== What is required ==
Copy, word for word, each line of the data below from the first through the line containing "must not be", and stop there.

(Saved entries)
•••••
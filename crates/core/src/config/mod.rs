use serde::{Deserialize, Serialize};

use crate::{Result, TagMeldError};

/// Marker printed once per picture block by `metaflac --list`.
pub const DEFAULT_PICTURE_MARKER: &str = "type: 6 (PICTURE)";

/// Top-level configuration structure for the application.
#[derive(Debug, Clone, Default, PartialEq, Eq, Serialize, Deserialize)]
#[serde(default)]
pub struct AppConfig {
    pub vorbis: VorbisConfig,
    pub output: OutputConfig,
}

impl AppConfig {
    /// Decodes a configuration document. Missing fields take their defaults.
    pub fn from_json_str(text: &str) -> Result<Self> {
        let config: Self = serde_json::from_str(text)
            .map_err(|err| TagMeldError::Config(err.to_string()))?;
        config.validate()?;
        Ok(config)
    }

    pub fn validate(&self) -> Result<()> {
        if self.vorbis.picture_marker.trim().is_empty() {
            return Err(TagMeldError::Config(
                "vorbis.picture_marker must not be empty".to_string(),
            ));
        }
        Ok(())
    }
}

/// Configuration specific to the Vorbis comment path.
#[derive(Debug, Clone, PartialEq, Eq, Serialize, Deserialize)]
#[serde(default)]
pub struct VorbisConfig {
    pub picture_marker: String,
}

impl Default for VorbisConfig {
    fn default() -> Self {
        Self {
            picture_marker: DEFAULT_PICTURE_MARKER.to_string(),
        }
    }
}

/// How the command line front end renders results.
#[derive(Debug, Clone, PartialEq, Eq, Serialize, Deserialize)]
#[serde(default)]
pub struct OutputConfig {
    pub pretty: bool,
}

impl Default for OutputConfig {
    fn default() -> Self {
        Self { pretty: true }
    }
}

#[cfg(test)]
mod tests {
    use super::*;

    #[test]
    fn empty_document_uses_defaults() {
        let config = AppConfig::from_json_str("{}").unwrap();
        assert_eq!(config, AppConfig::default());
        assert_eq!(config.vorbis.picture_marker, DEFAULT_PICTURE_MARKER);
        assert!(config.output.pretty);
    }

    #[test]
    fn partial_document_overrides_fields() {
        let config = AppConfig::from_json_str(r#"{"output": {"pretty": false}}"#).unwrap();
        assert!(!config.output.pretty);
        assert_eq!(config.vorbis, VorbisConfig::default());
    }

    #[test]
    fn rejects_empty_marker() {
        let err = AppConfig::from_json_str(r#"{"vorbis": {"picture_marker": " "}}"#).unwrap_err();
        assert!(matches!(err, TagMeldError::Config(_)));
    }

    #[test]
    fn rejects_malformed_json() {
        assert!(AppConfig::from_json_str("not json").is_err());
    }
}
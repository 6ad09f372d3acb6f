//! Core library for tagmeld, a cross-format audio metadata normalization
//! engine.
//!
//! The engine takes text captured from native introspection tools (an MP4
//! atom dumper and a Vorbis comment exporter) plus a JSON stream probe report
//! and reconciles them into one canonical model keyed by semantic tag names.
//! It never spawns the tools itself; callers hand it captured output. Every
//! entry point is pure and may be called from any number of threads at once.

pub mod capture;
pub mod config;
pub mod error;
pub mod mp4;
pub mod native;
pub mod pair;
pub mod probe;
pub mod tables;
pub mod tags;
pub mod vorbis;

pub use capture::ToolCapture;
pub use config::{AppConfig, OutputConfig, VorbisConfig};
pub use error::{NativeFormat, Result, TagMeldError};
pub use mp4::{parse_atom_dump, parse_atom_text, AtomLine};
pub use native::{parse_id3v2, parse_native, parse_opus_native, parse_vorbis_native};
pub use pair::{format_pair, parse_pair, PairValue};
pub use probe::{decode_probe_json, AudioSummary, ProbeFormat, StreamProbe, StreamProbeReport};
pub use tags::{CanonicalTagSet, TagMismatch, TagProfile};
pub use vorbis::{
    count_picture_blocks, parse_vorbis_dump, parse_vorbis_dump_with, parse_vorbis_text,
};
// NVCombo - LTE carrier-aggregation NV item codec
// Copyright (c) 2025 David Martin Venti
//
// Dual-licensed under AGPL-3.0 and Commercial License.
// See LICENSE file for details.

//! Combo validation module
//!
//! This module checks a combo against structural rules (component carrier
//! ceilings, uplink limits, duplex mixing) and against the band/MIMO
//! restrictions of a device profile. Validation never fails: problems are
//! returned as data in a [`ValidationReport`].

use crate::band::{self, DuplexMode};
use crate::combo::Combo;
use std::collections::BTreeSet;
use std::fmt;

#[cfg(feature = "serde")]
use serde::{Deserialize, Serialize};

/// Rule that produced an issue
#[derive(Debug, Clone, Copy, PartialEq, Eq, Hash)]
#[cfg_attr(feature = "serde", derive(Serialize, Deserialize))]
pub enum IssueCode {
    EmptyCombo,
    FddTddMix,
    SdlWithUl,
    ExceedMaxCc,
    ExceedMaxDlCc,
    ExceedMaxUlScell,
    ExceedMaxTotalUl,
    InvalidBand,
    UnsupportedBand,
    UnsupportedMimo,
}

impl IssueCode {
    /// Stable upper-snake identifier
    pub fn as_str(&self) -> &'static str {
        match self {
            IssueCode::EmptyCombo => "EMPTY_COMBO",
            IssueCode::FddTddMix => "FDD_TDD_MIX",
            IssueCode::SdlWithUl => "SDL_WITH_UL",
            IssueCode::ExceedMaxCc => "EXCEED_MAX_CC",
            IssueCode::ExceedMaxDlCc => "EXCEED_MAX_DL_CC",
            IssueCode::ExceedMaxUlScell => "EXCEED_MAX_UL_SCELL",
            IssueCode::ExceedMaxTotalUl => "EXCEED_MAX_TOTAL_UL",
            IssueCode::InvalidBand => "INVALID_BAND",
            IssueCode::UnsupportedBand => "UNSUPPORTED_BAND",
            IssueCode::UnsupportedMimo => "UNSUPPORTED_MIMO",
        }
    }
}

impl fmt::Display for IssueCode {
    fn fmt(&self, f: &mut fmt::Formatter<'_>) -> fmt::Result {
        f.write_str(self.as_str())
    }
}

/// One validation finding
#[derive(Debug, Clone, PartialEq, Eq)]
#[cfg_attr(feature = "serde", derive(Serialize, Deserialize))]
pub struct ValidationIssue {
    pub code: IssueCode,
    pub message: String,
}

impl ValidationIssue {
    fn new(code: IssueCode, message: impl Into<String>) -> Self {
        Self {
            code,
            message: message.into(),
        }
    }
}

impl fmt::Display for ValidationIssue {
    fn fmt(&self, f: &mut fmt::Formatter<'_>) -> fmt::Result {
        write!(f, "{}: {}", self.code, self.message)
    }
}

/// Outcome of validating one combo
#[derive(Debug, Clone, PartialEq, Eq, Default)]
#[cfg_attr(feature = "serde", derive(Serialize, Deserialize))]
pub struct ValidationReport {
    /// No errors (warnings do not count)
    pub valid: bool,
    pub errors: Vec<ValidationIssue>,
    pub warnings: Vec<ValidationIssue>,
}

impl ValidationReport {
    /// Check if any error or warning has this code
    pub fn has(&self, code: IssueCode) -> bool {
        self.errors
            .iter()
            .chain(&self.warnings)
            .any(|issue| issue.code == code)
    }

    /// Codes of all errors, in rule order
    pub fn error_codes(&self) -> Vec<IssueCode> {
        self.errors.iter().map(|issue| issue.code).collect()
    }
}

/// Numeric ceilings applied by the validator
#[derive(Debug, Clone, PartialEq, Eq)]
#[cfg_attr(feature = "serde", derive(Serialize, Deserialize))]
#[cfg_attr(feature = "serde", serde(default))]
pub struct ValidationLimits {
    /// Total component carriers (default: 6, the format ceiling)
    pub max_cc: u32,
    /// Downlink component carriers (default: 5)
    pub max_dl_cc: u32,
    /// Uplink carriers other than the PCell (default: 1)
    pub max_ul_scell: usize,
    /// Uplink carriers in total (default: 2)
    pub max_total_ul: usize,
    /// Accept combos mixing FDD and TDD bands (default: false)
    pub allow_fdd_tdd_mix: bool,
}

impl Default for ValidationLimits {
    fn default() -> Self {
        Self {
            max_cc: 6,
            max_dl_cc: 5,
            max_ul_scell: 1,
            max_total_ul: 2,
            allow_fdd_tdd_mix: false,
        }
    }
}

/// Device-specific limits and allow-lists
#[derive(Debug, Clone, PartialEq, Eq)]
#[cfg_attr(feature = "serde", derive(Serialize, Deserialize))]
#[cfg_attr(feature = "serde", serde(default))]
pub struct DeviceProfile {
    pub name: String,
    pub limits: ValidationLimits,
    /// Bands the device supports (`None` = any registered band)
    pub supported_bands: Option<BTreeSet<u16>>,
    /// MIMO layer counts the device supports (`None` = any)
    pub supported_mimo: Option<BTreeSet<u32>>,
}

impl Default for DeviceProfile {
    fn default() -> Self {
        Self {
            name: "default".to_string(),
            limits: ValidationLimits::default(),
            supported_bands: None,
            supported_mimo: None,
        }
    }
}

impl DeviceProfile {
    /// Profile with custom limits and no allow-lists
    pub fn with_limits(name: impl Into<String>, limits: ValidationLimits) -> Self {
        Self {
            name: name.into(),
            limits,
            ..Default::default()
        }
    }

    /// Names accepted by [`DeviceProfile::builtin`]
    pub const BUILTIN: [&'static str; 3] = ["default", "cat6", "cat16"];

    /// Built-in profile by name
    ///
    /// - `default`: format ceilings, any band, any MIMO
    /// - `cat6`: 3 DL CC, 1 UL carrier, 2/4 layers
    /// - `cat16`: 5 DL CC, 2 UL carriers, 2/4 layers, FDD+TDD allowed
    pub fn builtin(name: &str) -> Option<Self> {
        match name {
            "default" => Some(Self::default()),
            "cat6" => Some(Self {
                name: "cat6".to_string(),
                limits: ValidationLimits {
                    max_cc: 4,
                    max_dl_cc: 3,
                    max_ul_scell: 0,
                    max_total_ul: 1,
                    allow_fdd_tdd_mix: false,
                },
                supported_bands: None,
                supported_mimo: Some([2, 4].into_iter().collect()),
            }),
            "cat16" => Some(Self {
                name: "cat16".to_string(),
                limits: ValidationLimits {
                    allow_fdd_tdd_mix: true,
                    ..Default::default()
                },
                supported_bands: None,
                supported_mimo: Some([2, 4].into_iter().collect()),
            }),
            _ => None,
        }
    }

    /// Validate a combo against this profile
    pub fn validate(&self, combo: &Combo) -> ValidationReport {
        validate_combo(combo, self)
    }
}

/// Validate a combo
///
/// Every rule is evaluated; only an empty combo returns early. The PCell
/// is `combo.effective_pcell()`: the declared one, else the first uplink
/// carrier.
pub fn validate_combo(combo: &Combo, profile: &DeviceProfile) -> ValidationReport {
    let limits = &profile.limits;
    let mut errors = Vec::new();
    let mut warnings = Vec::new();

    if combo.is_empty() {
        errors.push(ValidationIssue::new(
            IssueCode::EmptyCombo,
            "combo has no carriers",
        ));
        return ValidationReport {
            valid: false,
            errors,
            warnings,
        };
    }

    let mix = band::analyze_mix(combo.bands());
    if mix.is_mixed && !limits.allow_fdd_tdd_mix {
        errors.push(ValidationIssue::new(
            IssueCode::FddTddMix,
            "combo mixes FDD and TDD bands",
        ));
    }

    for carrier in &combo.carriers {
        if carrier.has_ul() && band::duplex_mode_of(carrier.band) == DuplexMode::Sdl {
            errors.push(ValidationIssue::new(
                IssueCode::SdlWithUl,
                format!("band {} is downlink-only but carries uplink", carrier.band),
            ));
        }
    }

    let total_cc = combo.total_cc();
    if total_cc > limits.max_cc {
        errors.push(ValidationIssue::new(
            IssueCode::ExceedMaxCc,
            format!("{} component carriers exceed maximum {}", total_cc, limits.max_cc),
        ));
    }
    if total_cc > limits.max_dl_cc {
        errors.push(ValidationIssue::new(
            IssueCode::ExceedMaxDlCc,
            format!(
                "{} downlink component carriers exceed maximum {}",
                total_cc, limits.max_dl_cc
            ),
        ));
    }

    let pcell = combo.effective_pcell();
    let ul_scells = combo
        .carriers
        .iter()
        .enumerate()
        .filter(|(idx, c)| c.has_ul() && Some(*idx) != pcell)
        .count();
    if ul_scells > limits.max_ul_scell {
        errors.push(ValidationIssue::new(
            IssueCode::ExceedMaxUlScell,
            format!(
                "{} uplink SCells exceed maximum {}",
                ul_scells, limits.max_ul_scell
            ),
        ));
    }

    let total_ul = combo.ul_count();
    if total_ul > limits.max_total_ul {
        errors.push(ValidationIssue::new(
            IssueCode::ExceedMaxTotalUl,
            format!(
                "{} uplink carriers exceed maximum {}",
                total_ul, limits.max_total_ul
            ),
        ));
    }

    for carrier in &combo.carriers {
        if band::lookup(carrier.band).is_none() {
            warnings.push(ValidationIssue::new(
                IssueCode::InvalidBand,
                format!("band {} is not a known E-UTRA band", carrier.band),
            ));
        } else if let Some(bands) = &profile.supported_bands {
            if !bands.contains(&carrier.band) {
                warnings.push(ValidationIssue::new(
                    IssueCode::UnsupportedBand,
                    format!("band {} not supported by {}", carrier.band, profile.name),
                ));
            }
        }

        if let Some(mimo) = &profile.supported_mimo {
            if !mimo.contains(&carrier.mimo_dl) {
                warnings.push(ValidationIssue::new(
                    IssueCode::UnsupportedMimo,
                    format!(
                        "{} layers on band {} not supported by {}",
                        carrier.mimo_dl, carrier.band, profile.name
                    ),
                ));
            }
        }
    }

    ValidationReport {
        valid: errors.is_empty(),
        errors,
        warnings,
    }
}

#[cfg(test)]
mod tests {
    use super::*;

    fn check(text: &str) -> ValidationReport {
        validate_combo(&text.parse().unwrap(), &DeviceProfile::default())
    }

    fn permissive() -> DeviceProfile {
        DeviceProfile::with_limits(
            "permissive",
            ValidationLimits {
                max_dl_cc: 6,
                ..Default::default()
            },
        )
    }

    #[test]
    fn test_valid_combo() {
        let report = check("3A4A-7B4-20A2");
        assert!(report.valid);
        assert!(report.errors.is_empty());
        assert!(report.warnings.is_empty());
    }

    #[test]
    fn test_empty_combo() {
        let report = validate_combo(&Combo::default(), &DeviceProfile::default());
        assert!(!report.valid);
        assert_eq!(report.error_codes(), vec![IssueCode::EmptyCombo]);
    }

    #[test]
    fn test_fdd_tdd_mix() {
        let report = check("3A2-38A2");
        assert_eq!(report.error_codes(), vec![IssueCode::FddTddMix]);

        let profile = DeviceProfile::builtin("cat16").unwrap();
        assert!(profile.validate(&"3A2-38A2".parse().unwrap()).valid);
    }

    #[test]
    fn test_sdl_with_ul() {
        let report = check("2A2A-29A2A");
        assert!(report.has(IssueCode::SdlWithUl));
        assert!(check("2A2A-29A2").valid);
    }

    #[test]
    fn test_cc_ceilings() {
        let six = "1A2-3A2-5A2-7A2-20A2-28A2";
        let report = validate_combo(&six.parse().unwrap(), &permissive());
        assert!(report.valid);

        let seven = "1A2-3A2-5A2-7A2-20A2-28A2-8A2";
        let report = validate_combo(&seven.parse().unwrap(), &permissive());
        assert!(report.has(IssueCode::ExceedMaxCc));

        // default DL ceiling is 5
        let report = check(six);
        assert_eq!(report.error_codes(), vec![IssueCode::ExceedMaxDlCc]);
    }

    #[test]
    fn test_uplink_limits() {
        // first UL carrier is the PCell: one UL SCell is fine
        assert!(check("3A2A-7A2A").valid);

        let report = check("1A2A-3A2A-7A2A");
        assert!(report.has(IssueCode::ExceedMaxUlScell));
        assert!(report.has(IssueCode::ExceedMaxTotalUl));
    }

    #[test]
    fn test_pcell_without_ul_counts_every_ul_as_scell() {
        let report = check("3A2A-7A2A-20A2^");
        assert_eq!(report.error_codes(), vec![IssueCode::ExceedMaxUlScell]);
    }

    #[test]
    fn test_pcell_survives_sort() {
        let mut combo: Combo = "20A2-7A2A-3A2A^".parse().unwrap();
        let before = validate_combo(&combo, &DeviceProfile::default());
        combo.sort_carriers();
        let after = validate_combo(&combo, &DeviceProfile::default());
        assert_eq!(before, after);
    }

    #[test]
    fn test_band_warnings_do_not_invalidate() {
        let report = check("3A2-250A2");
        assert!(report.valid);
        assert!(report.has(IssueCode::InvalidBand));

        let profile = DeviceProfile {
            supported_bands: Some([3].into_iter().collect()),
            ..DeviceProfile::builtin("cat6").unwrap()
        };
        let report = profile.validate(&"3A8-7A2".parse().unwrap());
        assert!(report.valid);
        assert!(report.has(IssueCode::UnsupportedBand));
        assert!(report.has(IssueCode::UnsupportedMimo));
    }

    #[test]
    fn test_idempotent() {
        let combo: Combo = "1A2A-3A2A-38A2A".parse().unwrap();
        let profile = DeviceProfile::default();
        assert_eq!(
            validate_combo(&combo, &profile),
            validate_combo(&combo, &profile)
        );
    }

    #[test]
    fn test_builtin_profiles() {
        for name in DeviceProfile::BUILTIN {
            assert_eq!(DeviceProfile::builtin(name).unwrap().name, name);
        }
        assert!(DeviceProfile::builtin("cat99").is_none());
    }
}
•••••
== Solution ==
filename crates/core/src/config/mod.rs
use serde::{Deserialize, Serialize};

use crate::{Result, TagMeldError};

/// Marker printed once per picture block by `metaflac --list`.
pub const DEFAULT_PICTURE_MARKER: &str = "type: 6 (PICTURE)";

/// Top-level configuration structure for the application.
#[derive(Debug, Clone, Default, PartialEq, Eq, Serialize, Deserialize)]
#[serde(default)]
pub struct AppConfig {
    pub vorbis: VorbisConfig,
    pub output: OutputConfig,
}

impl AppConfig {
    /// Decodes a configuration document. Missing fields take their defaults.
    pub fn from_json_str(text: &str) -> Result<Self> {
        let config: Self = serde_json::from_str(text)
            .map_err(|err| TagMeldError::Config(err.to_string()))?;
        config.validate()?;
        Ok(config)
    }

    pub fn validate(&self) -> Result<()> {
        if self.vorbis.picture_marker.trim().is_empty() {
            return Err(TagMeldError::Config(
                "vorbis.picture_marker must not be empty".to_string(),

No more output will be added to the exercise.